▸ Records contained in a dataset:
=== Begin Enclosure ===

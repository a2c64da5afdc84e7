//! Message records
//!
//! A message carries a `message_data` object whose `_type` decides which payload
//! columns are filled. [`MessagePayload`] is the single dispatch on that discriminator;
//! each payload type can also be parsed on its own through [`PayloadParser::parse`],
//! which yields `None` when the discriminator belongs to another type.

use super::fields::{ascii_only, field, render, strip_offset};
use crate::error::{EtlError, Result};
use crate::models::RecordType;
use crate::redaction::Redactor;
use serde::{Deserialize, Serialize};
use serde_json::{Map, Value};

const TEXT: &str = "text";
const QUICK_REPLIES: &str = "quick_replies";
const TRIGGER: &str = "trigger";
const PRESENCE: &str = "presence";
const LIST_SELECTION: &str = "list_selection";
const SURFACEABLE_LIST_SELECTION: &str = "surfaceable_list_selection";

/// Senders whose text is authored by the bot and never redacted
const BOT_SENDERS: [&str; 2] = ["bot", "ada"];

/// The `_type` discriminator of a `message_data` object, if any
pub fn message_type(data: &Map<String, Value>) -> Option<&str> {
    data.get("_type").and_then(Value::as_str)
}

/// A payload shape selected by `message_data._type`
pub trait PayloadParser: Sized {
    const TYPE: &'static str;

    /// Build the payload, assuming the discriminator already matched.
    fn read(data: &Map<String, Value>) -> Result<Self>;

    /// `Some` payload when `data` is of this type, `None` otherwise.
    fn parse(data: &Map<String, Value>) -> Result<Option<Self>> {
        if message_type(data) == Some(Self::TYPE) {
            Self::read(data).map(Some)
        } else {
            Ok(None)
        }
    }
}

#[derive(Debug, Clone, PartialEq, Serialize)]
pub struct TextData {
    pub body: String,
    pub has_variables: Value,
    pub reviewable_message: Value,
    pub has_forced_quick_replies: Value,
}

impl PayloadParser for TextData {
    const TYPE: &'static str = TEXT;

    fn read(data: &Map<String, Value>) -> Result<Self> {
        let body = data.get("body").and_then(Value::as_str).ok_or_else(|| {
            EtlError::malformed(RecordType::Message, "text message without a string body")
        })?;

        Ok(Self {
            body: ascii_only(body),
            has_variables: field(data, "has_variables"),
            reviewable_message: field(data, "reviewable_message"),
            has_forced_quick_replies: field(data, "has_forced_quick_replies"),
        })
    }
}

/// Button prompt; the options stay one opaque JSON string
#[derive(Debug, Clone, PartialEq, Serialize)]
pub struct QuickRepliesData {
    pub is_forced: Value,
    pub has_variables: Value,
    pub quick_replies: String,
    pub reviewable_message: Value,
}

impl PayloadParser for QuickRepliesData {
    const TYPE: &'static str = QUICK_REPLIES;

    fn read(data: &Map<String, Value>) -> Result<Self> {
        Ok(Self {
            is_forced: field(data, "is_forced"),
            has_variables: field(data, "has_variables"),
            quick_replies: render(&field(data, "quick_replies")),
            reviewable_message: field(data, "reviewable_message"),
        })
    }
}

#[derive(Debug, Clone, PartialEq, Serialize)]
pub struct TriggerData {
    pub body: Value,
    pub button_type: Value,
    pub external_chat_id: Value,
    pub reviewable_message: Value,
}

impl PayloadParser for TriggerData {
    const TYPE: &'static str = TRIGGER;

    fn read(data: &Map<String, Value>) -> Result<Self> {
        Ok(Self {
            body: field(data, "body"),
            button_type: field(data, "button_type"),
            external_chat_id: field(data, "external_chat_id"),
            reviewable_message: field(data, "reviewable_message"),
        })
    }
}

#[derive(Debug, Clone, PartialEq, Serialize)]
pub struct PresenceData {
    pub body: Value,
    pub event: Value,
    pub has_variables: Value,
    pub reviewable_message: Value,
}

impl PayloadParser for PresenceData {
    const TYPE: &'static str = PRESENCE;

    fn read(data: &Map<String, Value>) -> Result<Self> {
        Ok(Self {
            body: field(data, "body"),
            event: field(data, "event"),
            has_variables: field(data, "has_variables"),
            reviewable_message: field(data, "reviewable_message"),
        })
    }
}

/// List pick; the nested `data` blob stays one opaque JSON string
#[derive(Debug, Clone, PartialEq, Serialize)]
pub struct ListSelectionData {
    pub body: Value,
    pub by: Value,
    pub created: Value,
    pub data: String,
    pub external_chat_id: Value,
    pub platform: Value,
    pub reviewable_message: Value,
    pub temp_message_uuid: Value,
    pub to: Value,
}

impl PayloadParser for ListSelectionData {
    const TYPE: &'static str = LIST_SELECTION;

    fn read(data: &Map<String, Value>) -> Result<Self> {
        Ok(Self {
            body: field(data, "body"),
            by: field(data, "by"),
            created: field(data, "created"),
            data: render(&field(data, "data")),
            external_chat_id: field(data, "external_chat_id"),
            platform: field(data, "platform"),
            reviewable_message: field(data, "reviewable_message"),
            temp_message_uuid: field(data, "temp_message_uuid"),
            to: field(data, "to"),
        })
    }
}

#[derive(Debug, Clone, PartialEq, Serialize)]
pub struct SurfaceableListSelectionData {
    pub has_variables: Value,
    pub is_expired: Value,
    pub locked: Value,
    pub multiple: Value,
    pub prompt: Value,
    pub reviewable_message: Value,
    pub selectables: String,
}

impl PayloadParser for SurfaceableListSelectionData {
    const TYPE: &'static str = SURFACEABLE_LIST_SELECTION;

    fn read(data: &Map<String, Value>) -> Result<Self> {
        Ok(Self {
            has_variables: field(data, "has_variables"),
            is_expired: field(data, "is_expired"),
            locked: field(data, "locked"),
            multiple: field(data, "multiple"),
            prompt: field(data, "prompt"),
            reviewable_message: field(data, "reviewable_message"),
            selectables: render(&field(data, "selectables")),
        })
    }
}

/// The type-specific part of a message
#[derive(Debug, Clone, PartialEq)]
pub enum MessagePayload {
    Text(TextData),
    QuickReplies(QuickRepliesData),
    Trigger(TriggerData),
    Presence(PresenceData),
    ListSelection(ListSelectionData),
    SurfaceableListSelection(SurfaceableListSelectionData),
    /// Any other `_type`, or none at all. Stored with every payload column null.
    Unrecognized,
}

impl MessagePayload {
    pub fn from_message_data(data: &Map<String, Value>) -> Result<Self> {
        let payload = match message_type(data) {
            Some(TEXT) => Self::Text(TextData::read(data)?),
            Some(QUICK_REPLIES) => Self::QuickReplies(QuickRepliesData::read(data)?),
            Some(TRIGGER) => Self::Trigger(TriggerData::read(data)?),
            Some(PRESENCE) => Self::Presence(PresenceData::read(data)?),
            Some(LIST_SELECTION) => Self::ListSelection(ListSelectionData::read(data)?),
            Some(SURFACEABLE_LIST_SELECTION) => {
                Self::SurfaceableListSelection(SurfaceableListSelectionData::read(data)?)
            },
            _ => Self::Unrecognized,
        };
        Ok(payload)
    }

    /// Redact customer-authored text bodies.
    pub async fn redact(self, sender: &Value, redactor: &Redactor) -> Result<Self> {
        match self {
            Self::Text(mut text) if !is_bot_sender(sender) => {
                text.body = redactor
                    .redact(Some(&text.body))
                    .await?
                    .unwrap_or_default();
                Ok(Self::Text(text))
            },
            other => Ok(other),
        }
    }
}

fn is_bot_sender(sender: &Value) -> bool {
    sender
        .as_str()
        .map(|s| BOT_SENDERS.contains(&s))
        .unwrap_or(false)
}

#[derive(Debug, Deserialize)]
struct RawMessage {
    #[serde(rename = "_id")]
    id: Value,
    date_created: String,
    #[serde(default)]
    conversation_id: Value,
    message_data: Map<String, Value>,
    #[serde(default)]
    sender: Value,
    #[serde(default)]
    recipient: Value,
    #[serde(default)]
    review: Value,
    #[serde(default)]
    answer_title: Value,
}

/// A message row. At most one of the `*_data` columns is populated.
#[derive(Debug, Clone, PartialEq, Serialize)]
pub struct NormalizedMessage {
    pub message_id: Value,
    pub date_created: String,
    pub conversation_id: Value,
    pub message_type: Value,
    pub text_data: Option<TextData>,
    pub quick_replies_data: Option<QuickRepliesData>,
    pub trigger_data: Option<TriggerData>,
    pub presence_data: Option<PresenceData>,
    pub list_selection_data: Option<ListSelectionData>,
    pub surfaceable_list_selection_data: Option<SurfaceableListSelectionData>,
    pub sender: Value,
    pub recipient: Value,
    pub review: Value,
    pub answer_title: Value,
    /// The raw record serialized as JSON, kept for auditing
    pub message_obj: String,
}

/// Flatten one raw message.
pub async fn parse_message(raw: &Value, redactor: &Redactor) -> Result<NormalizedMessage> {
    let message = RawMessage::deserialize(raw)
        .map_err(|e| EtlError::malformed(RecordType::Message, e.to_string()))?;

    let payload = MessagePayload::from_message_data(&message.message_data)?
        .redact(&message.sender, redactor)
        .await?;

    let mut row = NormalizedMessage {
        message_id: message.id,
        date_created: strip_offset(&message.date_created),
        conversation_id: message.conversation_id,
        message_type: field(&message.message_data, "_type"),
        text_data: None,
        quick_replies_data: None,
        trigger_data: None,
        presence_data: None,
        list_selection_data: None,
        surfaceable_list_selection_data: None,
        sender: message.sender,
        recipient: message.recipient,
        review: message.review,
        answer_title: message.answer_title,
        message_obj: serde_json::to_string(raw)?,
    };

    match payload {
        MessagePayload::Text(data) => row.text_data = Some(data),
        MessagePayload::QuickReplies(data) => row.quick_replies_data = Some(data),
        MessagePayload::Trigger(data) => row.trigger_data = Some(data),
        MessagePayload::Presence(data) => row.presence_data = Some(data),
        MessagePayload::ListSelection(data) => row.list_selection_data = Some(data),
        MessagePayload::SurfaceableListSelection(data) => {
            row.surfaceable_list_selection_data = Some(data)
        },
        MessagePayload::Unrecognized => {},
    }

    Ok(row)
}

=== End Enclosure ===

▸ Directions for this task:
What lines in the entries above include the string "malformed"? Return each one.

▸ Response to this task:
            EtlError::malformed(RecordType::Message, "text message without a string body")
        .map_err(|e| EtlError::malformed(RecordType::Message, e.to_string()))?;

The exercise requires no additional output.